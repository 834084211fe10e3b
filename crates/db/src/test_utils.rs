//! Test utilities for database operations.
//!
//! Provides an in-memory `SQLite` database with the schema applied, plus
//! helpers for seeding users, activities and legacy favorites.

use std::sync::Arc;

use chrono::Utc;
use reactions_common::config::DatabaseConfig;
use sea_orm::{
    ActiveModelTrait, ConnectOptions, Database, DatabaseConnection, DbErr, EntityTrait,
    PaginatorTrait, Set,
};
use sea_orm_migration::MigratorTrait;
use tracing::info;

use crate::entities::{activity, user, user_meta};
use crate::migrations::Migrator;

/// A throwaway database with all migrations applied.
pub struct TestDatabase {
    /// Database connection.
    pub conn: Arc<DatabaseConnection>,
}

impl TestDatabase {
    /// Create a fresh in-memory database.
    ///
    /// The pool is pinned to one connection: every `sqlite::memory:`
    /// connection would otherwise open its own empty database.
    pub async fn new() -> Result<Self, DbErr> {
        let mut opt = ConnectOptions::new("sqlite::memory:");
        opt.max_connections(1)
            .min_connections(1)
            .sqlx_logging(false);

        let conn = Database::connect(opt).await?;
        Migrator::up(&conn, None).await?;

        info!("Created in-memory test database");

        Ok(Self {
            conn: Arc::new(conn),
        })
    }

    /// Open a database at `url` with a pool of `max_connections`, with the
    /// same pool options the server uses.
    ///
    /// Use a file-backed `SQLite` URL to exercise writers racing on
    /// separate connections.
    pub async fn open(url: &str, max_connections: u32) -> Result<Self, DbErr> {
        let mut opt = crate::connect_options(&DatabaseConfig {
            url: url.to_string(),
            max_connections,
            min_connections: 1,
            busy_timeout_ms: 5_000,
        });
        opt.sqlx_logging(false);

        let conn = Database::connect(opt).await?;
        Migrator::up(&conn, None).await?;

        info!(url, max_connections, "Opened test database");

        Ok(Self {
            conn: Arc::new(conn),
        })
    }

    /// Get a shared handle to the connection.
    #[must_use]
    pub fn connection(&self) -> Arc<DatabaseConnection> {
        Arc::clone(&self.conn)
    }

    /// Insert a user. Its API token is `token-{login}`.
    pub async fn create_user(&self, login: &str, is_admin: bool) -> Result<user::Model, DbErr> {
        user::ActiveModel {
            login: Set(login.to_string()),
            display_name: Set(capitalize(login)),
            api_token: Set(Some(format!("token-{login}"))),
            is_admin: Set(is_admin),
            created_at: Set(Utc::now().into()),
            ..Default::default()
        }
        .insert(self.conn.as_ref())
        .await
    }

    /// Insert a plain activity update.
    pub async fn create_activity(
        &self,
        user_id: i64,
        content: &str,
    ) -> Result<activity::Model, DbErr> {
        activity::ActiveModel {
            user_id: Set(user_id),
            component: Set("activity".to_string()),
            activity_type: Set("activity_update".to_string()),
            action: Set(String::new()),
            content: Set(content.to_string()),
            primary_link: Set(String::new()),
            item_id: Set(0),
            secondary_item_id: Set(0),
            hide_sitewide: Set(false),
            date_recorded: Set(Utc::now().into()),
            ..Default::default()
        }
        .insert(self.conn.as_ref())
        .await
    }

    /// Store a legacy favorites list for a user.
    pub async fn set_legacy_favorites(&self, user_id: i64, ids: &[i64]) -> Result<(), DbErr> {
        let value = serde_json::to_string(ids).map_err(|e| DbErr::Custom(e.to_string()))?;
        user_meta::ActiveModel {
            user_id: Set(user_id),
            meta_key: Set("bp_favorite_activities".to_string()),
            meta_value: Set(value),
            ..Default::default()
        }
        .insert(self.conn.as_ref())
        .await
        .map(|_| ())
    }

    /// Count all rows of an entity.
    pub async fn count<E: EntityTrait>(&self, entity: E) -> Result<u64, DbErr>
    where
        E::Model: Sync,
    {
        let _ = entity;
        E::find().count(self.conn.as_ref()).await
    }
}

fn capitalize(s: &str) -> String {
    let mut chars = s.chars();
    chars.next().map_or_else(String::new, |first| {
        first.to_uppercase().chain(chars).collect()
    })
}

——

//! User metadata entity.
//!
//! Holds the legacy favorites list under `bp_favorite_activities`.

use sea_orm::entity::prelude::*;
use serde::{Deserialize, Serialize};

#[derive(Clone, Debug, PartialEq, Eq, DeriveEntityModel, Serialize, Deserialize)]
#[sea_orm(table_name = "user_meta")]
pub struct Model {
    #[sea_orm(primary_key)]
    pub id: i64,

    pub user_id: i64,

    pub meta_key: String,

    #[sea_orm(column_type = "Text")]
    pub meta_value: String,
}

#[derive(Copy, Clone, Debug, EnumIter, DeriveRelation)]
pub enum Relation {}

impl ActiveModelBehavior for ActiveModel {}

——

YOUR ASSIGNMENT ▸
The lines to return are those holding the string "applied" anywhere in the listing above.

ANSWER TO THIS PROBLEM ▸
//! Provides an in-memory `SQLite` database with the schema applied, plus
/// A throwaway database with all migrations applied.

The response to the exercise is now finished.